'''
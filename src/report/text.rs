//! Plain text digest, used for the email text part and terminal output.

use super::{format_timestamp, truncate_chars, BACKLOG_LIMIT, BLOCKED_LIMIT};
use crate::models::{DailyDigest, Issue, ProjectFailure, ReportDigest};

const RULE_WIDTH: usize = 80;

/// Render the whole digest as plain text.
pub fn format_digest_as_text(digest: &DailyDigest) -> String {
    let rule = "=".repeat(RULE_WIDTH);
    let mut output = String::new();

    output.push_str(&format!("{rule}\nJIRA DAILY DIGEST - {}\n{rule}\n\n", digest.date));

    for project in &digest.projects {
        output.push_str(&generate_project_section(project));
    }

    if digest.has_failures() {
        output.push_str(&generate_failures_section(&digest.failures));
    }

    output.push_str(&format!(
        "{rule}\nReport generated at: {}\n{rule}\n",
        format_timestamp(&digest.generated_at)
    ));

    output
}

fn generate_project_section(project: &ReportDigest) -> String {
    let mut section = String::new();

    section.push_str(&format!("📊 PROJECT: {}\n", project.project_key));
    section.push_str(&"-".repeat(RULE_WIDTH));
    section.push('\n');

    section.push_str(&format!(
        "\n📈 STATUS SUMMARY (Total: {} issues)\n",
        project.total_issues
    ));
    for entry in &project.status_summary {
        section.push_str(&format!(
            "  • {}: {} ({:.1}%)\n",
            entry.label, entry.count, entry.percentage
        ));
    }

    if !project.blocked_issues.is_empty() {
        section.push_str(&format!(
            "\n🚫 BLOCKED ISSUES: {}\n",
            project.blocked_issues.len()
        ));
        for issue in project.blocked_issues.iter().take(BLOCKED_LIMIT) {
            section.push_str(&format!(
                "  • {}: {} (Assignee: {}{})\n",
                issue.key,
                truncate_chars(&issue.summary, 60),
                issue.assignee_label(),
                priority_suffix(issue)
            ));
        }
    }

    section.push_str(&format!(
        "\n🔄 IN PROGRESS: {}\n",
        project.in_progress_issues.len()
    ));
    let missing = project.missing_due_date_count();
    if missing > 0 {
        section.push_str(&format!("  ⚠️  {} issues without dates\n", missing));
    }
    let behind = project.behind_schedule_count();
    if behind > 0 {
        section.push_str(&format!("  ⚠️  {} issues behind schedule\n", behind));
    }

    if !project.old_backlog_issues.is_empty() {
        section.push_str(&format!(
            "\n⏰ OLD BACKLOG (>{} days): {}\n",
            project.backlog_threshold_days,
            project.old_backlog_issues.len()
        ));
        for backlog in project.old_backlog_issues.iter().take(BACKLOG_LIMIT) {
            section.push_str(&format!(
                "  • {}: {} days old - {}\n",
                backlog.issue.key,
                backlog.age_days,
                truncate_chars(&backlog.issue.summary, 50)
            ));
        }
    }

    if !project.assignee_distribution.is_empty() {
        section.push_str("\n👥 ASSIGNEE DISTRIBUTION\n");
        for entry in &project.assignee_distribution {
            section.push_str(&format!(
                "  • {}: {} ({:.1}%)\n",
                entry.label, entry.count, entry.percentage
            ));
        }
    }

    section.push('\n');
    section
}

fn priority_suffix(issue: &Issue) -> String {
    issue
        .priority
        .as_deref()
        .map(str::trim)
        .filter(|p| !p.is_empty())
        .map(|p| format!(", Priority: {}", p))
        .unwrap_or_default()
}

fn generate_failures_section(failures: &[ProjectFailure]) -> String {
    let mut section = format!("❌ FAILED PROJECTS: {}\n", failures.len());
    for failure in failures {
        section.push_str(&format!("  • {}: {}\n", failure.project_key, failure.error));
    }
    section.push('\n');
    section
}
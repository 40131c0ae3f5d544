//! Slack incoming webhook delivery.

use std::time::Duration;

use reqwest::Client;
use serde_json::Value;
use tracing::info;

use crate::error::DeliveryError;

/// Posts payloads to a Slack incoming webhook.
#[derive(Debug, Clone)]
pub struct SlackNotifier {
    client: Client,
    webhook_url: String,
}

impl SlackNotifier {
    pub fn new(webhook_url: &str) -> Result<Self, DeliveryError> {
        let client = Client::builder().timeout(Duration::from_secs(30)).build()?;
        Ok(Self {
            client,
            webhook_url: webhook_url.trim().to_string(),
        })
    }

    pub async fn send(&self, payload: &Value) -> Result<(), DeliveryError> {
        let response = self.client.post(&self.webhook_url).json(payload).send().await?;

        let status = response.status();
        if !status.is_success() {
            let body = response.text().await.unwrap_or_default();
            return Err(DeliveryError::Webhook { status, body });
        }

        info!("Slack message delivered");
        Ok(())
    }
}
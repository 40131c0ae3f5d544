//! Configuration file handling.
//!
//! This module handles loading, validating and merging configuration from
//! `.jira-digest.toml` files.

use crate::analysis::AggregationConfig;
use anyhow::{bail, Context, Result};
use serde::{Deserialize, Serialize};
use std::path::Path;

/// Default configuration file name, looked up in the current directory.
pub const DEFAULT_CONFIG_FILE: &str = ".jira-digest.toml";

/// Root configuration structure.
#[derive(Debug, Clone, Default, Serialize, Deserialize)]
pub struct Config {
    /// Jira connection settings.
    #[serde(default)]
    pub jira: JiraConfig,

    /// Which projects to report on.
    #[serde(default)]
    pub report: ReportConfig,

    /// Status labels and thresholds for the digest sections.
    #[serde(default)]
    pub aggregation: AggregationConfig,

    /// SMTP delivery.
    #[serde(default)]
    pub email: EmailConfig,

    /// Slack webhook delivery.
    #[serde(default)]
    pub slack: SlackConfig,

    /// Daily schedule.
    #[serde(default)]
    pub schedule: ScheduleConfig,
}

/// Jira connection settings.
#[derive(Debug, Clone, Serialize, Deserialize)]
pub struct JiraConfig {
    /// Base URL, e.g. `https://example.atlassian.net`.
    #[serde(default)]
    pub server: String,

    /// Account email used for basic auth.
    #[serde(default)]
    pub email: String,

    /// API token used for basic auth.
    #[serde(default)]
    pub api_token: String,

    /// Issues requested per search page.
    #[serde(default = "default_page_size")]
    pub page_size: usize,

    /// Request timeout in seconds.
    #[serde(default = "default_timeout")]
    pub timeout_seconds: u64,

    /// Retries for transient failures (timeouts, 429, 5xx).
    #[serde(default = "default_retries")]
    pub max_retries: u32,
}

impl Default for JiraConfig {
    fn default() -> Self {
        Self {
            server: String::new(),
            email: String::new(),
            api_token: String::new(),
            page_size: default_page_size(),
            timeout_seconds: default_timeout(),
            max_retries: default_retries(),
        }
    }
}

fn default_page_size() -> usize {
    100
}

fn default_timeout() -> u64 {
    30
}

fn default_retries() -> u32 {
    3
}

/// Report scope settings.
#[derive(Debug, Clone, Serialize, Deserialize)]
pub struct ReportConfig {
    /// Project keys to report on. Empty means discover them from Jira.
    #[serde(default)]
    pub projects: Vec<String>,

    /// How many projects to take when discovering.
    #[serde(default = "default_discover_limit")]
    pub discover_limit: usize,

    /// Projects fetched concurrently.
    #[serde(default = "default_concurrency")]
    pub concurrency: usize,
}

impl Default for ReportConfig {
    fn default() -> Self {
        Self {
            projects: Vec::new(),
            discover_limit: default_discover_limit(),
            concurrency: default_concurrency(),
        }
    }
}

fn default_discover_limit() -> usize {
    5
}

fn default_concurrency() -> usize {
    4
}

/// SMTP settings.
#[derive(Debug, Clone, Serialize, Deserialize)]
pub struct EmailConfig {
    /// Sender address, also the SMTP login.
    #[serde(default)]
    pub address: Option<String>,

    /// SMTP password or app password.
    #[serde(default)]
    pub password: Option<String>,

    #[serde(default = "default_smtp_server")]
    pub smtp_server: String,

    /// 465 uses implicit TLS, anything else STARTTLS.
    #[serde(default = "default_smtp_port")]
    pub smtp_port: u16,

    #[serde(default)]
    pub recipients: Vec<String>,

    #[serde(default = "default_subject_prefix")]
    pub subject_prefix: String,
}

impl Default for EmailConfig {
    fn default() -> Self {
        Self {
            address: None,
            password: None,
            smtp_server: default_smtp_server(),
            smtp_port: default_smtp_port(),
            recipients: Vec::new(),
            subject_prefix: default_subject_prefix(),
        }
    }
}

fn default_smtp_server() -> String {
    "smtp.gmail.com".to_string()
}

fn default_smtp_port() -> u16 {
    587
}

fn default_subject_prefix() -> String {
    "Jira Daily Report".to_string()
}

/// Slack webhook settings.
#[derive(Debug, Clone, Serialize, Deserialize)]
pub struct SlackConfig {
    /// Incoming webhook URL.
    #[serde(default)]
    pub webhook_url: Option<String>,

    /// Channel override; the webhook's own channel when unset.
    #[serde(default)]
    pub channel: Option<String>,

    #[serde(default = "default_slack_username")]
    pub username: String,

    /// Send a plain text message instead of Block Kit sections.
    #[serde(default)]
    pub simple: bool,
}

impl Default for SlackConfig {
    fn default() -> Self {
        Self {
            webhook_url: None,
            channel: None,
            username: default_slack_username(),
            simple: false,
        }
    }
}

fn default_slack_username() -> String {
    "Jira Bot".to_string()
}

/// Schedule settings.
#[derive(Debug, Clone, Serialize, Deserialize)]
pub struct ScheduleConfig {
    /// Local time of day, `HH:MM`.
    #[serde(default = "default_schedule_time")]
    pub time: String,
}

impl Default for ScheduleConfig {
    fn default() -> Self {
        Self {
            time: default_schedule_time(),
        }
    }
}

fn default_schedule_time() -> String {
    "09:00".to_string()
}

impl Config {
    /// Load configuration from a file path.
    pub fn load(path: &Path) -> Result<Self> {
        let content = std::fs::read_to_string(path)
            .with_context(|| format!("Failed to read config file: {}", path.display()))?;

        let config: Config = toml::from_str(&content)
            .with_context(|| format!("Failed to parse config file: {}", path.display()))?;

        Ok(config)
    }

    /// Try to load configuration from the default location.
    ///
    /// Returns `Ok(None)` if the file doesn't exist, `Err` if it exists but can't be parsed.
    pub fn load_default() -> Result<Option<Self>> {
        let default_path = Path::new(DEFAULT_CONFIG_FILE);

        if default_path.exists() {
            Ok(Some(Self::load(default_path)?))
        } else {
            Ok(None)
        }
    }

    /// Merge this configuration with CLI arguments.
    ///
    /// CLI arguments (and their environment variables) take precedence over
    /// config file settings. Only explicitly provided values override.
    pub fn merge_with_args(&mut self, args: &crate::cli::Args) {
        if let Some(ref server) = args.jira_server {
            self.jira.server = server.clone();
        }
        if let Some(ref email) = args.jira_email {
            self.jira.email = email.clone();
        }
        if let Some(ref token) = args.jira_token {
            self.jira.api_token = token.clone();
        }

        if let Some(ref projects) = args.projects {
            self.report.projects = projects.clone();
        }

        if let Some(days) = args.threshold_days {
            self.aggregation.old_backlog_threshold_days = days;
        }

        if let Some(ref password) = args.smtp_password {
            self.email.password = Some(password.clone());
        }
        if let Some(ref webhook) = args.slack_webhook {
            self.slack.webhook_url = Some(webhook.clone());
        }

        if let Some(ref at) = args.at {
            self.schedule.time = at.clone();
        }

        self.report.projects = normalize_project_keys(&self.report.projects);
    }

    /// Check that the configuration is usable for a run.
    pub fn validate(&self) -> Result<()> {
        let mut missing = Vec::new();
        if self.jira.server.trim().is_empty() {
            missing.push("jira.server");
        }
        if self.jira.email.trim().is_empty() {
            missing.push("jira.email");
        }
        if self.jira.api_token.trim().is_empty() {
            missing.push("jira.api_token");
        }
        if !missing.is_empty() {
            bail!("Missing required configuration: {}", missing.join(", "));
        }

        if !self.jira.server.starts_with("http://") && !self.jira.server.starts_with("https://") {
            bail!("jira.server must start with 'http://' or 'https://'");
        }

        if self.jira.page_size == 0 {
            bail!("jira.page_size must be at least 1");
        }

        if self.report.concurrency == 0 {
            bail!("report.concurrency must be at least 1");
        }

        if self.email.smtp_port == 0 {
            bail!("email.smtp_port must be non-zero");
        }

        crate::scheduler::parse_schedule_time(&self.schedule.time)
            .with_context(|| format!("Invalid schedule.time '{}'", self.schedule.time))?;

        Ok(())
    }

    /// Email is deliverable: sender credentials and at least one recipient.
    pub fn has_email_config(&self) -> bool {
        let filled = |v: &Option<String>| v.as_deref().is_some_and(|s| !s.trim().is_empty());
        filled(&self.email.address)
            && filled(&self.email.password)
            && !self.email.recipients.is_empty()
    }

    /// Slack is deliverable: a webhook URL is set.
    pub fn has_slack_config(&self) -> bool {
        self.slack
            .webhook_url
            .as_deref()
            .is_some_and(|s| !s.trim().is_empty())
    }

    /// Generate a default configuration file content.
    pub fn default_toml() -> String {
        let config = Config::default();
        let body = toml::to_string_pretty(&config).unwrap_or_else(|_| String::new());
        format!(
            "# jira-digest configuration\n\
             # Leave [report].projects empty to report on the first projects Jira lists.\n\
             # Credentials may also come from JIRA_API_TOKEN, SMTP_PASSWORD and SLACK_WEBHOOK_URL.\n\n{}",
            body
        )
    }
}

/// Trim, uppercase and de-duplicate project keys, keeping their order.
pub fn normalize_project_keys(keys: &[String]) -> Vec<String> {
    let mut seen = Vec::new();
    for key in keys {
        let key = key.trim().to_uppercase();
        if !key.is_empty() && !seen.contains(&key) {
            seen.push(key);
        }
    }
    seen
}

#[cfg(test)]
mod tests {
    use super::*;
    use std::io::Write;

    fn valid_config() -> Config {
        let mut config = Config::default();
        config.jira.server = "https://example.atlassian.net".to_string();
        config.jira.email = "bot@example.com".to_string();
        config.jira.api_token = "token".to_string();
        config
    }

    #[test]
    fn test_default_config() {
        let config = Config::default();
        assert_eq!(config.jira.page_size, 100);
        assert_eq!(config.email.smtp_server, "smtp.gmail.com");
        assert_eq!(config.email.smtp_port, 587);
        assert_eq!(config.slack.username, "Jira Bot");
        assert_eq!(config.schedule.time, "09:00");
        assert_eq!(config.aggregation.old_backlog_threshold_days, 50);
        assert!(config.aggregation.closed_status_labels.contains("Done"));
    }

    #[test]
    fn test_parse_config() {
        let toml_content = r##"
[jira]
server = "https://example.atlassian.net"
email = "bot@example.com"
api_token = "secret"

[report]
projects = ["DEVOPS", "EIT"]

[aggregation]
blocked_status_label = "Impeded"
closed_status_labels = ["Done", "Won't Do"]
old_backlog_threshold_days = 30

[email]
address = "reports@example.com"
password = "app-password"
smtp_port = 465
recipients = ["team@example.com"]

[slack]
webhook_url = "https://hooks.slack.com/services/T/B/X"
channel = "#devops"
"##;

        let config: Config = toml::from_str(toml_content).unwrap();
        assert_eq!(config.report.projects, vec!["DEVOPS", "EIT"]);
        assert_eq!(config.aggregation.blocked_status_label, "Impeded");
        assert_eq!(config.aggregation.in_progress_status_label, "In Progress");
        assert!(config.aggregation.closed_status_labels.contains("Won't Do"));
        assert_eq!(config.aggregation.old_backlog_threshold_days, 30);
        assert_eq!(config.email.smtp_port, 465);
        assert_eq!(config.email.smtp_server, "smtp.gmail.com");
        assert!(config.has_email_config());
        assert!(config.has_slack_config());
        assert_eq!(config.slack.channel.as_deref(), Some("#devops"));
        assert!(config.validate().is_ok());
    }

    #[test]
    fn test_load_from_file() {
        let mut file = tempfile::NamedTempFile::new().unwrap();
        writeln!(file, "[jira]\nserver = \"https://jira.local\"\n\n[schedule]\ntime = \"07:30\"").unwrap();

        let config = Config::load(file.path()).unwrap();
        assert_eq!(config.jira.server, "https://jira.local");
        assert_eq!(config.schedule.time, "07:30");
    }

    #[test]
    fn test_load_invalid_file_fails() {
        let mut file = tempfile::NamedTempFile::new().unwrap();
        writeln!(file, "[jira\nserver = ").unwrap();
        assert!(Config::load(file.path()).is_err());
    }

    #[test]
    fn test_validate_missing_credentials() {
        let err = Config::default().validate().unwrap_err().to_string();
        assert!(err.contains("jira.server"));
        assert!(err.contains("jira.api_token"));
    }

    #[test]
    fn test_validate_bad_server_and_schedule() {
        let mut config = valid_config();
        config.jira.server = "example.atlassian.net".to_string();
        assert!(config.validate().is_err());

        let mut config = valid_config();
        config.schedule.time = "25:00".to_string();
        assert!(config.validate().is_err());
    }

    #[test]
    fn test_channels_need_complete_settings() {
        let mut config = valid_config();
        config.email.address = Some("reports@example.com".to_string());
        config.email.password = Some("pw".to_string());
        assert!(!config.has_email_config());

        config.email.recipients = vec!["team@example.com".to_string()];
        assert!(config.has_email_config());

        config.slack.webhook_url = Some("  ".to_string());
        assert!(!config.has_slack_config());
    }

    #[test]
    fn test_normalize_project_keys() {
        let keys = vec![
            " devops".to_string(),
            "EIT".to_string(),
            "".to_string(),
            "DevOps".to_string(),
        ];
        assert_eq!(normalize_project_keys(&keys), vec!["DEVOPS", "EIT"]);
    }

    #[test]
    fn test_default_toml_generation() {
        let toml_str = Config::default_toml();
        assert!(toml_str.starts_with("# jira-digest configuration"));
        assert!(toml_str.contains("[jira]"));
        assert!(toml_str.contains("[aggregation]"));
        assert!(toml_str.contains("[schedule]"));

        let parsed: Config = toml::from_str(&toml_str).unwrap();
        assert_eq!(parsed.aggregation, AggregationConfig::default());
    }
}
'''
In the listing above, count every line that contains "args". Respond with the number alone.

# Reply
9